■ GIVEN DATA:
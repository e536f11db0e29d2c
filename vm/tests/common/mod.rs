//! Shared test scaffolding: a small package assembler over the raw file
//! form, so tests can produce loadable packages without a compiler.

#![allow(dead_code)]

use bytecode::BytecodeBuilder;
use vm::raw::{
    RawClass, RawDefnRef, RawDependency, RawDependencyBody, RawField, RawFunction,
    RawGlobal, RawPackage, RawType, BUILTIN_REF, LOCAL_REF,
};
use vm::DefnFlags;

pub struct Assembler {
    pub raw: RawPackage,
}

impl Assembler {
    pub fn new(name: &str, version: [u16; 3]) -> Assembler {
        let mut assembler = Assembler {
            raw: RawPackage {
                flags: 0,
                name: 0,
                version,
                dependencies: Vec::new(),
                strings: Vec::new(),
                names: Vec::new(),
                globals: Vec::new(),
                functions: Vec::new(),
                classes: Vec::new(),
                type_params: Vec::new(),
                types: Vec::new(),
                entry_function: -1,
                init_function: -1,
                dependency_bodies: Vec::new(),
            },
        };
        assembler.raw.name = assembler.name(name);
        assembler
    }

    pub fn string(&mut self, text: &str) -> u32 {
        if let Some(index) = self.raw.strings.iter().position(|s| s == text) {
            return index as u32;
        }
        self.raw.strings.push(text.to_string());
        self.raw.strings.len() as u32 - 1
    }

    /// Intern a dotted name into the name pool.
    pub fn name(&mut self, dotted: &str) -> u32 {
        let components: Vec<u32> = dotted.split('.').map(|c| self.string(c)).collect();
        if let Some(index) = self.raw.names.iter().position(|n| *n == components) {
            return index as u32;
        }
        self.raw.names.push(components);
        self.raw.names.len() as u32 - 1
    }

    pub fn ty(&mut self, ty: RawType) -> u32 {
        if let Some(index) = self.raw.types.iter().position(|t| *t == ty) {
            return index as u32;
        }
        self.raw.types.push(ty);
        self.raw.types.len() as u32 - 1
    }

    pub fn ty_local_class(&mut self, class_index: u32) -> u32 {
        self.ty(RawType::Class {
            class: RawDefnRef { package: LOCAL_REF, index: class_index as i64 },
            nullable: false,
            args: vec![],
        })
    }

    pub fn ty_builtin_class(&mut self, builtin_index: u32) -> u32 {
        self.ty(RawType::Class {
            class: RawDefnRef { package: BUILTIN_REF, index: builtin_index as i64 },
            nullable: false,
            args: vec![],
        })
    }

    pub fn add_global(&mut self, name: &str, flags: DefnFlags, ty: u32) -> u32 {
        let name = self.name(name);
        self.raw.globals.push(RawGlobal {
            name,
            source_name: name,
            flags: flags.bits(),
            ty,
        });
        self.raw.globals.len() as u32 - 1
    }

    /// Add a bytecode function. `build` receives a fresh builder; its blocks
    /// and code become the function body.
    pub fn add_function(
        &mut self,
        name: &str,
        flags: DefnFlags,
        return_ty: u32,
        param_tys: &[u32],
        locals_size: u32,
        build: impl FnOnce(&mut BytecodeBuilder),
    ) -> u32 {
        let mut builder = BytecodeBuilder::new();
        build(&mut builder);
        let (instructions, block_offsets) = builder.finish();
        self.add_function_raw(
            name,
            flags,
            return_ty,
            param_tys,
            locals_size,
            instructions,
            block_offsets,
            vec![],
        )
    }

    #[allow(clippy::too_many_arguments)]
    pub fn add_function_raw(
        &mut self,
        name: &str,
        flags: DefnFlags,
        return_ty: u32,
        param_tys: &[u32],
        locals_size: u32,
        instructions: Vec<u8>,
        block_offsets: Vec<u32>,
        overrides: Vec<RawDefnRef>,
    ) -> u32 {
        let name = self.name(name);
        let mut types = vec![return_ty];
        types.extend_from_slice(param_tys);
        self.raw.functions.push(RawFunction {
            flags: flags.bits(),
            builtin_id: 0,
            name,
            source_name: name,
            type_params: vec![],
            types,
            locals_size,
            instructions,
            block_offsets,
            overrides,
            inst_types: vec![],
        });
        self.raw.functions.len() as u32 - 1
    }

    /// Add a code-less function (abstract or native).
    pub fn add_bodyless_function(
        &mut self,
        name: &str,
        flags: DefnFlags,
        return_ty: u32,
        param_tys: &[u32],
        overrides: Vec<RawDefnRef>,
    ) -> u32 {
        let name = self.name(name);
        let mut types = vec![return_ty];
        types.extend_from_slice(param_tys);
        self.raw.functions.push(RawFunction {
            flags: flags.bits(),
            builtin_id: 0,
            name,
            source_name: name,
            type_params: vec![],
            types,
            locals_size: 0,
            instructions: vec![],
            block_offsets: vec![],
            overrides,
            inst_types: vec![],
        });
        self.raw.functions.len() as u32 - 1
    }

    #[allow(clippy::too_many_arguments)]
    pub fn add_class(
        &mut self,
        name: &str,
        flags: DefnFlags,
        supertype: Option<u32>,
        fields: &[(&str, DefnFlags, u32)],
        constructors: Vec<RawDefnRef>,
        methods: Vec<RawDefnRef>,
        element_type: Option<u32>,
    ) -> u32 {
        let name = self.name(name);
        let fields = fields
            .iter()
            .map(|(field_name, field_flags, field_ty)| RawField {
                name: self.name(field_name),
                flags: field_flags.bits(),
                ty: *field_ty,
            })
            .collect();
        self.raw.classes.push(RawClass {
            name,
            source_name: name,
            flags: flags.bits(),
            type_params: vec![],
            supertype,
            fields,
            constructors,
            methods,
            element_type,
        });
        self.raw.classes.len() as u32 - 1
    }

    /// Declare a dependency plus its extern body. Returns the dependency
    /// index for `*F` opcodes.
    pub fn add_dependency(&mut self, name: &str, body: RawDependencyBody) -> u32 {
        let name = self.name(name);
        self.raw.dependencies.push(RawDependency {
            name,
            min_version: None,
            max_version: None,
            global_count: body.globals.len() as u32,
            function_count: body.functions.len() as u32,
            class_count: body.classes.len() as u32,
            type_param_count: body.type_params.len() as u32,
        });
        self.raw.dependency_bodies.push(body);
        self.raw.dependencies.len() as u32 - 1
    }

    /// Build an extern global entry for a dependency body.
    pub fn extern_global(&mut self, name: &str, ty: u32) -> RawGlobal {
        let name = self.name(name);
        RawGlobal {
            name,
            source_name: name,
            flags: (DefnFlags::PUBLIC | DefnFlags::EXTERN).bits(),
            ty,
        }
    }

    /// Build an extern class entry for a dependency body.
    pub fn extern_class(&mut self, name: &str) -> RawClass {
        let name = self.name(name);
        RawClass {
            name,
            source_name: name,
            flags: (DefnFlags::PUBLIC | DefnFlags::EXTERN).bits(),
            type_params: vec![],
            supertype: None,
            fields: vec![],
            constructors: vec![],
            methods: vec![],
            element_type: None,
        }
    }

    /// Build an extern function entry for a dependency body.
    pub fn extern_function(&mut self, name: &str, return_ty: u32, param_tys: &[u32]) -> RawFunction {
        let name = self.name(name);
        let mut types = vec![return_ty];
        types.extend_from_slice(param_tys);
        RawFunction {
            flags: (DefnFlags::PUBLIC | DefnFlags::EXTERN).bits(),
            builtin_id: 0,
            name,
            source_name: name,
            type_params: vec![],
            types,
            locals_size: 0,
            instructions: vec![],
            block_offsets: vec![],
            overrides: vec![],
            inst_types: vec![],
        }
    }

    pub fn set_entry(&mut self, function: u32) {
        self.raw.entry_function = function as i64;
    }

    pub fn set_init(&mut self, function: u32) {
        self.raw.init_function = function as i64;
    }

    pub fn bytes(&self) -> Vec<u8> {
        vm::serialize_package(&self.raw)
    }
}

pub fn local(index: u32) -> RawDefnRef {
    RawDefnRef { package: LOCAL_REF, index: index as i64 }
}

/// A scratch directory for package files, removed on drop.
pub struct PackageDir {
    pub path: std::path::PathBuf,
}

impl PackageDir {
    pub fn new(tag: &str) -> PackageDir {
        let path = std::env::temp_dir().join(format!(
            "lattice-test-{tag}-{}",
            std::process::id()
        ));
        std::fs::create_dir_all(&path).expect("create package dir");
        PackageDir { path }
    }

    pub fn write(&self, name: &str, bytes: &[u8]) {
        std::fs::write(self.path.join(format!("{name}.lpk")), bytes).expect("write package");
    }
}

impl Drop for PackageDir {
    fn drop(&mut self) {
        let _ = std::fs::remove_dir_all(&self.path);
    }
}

■ INSTRUCTIONS TO FOLLOW:
Repeat only the lines from the one holding "impl Drop for" through the last line of the data.

■ SOLUTION TO THIS PROBLEM:
impl Drop for PackageDir {
    fn drop(&mut self) {
        let _ = std::fs::remove_dir_all(&self.path);
    }
}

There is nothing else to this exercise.